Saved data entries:

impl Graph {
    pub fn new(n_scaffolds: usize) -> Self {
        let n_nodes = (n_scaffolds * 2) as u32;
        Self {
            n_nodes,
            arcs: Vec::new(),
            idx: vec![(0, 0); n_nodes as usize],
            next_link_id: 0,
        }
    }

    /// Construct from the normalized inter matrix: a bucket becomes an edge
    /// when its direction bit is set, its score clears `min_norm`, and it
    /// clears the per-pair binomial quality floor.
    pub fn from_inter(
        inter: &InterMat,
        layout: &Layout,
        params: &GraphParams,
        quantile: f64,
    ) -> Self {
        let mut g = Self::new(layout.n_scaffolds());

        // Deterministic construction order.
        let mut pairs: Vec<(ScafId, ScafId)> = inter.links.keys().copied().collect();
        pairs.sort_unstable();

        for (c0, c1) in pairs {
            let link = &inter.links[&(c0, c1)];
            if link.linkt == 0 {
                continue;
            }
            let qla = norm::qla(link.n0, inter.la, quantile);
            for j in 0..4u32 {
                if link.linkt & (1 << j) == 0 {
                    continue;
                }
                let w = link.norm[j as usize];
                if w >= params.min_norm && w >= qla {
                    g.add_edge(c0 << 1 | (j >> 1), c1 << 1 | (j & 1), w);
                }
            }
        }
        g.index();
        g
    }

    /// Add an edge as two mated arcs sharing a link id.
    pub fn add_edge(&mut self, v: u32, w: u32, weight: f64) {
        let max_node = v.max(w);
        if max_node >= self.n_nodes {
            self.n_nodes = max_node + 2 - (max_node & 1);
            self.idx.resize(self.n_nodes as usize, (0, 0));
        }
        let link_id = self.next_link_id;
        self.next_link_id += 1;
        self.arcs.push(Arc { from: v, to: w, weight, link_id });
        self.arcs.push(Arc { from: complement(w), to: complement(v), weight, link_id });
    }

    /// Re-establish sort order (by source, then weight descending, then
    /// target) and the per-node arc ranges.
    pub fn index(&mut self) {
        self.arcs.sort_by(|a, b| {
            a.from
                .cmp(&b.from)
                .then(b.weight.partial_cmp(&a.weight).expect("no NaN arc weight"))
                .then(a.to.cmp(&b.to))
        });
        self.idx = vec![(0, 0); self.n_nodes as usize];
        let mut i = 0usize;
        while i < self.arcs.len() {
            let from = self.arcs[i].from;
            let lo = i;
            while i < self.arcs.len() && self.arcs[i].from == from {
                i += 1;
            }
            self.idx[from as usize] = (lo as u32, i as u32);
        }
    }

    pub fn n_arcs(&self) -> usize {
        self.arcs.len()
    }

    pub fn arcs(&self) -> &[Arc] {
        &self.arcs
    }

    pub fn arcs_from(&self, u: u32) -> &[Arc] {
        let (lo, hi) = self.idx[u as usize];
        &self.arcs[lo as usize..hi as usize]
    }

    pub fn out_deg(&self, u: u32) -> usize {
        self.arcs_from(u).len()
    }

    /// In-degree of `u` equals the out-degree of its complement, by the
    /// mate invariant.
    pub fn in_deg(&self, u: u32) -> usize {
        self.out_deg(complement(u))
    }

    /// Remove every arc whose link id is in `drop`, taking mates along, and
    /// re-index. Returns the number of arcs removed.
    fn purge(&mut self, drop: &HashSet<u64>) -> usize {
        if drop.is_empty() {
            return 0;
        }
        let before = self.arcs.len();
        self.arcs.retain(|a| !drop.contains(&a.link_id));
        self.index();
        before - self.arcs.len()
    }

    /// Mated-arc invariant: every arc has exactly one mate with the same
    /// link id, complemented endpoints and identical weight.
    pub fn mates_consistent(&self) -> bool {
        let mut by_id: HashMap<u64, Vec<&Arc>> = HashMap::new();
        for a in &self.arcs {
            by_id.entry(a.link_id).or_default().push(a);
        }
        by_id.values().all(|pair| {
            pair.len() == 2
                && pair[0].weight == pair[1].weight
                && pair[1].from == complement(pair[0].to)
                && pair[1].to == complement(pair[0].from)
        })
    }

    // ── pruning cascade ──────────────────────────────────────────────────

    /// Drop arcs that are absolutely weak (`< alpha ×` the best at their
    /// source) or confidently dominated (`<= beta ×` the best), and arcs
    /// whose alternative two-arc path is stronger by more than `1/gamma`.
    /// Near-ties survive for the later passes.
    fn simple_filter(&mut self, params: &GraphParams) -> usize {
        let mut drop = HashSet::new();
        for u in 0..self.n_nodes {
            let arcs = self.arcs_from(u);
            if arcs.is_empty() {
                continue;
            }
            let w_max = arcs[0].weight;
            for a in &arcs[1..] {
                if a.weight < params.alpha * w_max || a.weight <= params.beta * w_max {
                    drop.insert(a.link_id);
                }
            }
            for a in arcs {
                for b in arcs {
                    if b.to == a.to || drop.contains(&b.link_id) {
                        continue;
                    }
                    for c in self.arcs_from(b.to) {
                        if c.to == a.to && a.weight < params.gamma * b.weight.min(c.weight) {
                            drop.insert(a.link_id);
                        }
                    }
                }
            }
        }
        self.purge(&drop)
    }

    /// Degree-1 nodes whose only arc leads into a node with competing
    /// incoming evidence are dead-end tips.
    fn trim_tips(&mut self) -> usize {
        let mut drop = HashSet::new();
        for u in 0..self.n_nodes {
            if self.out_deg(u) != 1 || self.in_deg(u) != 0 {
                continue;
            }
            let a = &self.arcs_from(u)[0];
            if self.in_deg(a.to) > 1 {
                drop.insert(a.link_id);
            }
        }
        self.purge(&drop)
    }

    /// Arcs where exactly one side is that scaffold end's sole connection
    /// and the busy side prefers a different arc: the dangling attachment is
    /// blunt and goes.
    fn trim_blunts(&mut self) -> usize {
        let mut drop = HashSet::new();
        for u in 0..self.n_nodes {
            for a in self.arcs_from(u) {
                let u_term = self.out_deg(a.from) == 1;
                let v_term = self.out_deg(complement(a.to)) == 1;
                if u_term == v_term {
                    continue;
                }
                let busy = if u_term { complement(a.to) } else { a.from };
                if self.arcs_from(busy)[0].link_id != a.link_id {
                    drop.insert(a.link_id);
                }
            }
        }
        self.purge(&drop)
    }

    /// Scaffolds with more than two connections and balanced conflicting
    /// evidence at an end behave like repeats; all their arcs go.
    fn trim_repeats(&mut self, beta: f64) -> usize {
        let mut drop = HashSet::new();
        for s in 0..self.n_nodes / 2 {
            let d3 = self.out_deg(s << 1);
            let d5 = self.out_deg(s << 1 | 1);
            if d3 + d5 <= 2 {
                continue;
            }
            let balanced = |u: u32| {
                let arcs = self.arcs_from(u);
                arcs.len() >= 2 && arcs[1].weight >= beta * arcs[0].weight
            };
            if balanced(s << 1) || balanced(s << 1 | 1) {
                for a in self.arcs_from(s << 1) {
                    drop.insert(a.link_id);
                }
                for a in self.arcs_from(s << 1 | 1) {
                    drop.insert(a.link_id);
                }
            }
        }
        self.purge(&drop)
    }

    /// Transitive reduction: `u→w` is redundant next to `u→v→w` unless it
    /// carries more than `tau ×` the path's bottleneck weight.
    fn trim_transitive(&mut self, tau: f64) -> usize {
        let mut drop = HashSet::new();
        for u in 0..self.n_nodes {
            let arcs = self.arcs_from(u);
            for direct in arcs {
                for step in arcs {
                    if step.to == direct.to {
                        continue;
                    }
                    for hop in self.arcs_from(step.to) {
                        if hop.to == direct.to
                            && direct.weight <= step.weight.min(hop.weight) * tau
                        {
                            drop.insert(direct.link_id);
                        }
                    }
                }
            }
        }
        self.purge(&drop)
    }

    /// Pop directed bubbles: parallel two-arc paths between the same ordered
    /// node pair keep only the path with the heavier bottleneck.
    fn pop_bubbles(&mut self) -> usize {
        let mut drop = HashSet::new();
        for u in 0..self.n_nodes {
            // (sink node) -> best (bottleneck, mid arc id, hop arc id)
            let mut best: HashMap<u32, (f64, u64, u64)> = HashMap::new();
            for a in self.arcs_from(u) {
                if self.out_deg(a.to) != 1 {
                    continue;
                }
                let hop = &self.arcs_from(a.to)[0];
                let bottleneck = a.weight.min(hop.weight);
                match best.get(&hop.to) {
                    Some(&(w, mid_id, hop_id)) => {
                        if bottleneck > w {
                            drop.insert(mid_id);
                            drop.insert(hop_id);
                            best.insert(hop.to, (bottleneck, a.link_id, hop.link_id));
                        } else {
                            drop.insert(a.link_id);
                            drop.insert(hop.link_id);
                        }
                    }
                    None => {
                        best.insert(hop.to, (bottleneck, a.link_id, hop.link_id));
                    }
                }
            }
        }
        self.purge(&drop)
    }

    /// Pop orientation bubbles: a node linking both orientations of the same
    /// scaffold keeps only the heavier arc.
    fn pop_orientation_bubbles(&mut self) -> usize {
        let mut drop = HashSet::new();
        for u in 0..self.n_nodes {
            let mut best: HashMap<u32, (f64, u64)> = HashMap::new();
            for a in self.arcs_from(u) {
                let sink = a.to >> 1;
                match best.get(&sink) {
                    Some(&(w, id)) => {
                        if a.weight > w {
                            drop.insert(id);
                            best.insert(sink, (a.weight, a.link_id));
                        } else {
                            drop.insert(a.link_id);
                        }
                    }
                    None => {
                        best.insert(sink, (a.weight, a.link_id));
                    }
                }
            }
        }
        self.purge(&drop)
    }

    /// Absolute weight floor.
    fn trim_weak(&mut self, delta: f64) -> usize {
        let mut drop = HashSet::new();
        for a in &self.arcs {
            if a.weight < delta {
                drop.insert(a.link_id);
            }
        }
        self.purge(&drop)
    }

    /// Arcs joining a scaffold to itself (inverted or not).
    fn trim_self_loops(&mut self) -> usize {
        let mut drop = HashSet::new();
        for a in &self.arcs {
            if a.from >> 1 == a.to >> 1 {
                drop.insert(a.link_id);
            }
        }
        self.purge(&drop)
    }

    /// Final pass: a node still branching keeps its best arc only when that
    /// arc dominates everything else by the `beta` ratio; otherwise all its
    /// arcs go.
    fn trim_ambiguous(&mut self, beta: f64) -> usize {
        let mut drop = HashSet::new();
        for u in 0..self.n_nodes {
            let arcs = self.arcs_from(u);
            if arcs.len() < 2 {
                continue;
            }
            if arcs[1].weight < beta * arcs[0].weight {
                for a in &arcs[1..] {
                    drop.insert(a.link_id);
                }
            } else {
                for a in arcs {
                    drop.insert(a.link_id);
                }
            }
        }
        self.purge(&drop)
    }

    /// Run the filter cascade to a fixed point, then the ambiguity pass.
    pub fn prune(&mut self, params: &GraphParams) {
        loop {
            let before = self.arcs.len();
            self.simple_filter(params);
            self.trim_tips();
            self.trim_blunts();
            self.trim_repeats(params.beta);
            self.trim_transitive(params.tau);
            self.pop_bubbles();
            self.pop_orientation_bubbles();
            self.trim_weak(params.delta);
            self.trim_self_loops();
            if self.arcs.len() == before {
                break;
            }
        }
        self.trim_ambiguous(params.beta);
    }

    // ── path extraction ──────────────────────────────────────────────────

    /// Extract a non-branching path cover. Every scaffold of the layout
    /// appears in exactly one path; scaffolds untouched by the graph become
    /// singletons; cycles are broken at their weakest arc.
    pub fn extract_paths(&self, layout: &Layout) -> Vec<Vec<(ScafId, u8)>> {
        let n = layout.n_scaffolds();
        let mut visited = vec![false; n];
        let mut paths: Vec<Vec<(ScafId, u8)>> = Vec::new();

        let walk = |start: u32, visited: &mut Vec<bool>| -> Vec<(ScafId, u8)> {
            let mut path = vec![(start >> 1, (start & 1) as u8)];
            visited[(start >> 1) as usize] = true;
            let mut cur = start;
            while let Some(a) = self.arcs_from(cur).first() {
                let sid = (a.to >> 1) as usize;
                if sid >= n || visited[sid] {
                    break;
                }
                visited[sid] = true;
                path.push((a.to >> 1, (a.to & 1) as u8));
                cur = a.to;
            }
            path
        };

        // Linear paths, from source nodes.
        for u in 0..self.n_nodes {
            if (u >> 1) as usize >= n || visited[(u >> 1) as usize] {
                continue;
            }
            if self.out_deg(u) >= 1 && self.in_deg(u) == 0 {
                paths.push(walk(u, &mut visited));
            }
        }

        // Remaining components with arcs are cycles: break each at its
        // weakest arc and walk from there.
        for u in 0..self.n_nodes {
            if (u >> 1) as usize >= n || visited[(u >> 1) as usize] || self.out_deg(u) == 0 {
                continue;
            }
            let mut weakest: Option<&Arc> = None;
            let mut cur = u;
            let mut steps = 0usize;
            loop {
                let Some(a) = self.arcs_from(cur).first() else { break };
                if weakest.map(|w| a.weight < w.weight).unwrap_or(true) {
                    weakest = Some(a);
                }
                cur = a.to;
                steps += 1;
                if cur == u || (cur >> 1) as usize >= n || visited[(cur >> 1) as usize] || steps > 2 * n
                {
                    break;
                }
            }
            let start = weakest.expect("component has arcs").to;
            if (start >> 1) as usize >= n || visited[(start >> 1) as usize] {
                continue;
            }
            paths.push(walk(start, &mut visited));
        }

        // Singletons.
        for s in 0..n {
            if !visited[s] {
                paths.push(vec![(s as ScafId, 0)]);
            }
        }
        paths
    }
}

Required action:
Please go through the entries and show every line with the word "else".

Task output:
                let busy = if u_term { complement(a.to) } else { a.from };
                        } else {
                        } else {
    /// arc dominates everything else by the `beta` ratio; otherwise all its
            } else {
                let Some(a) = self.arcs_from(cur).first() else { break };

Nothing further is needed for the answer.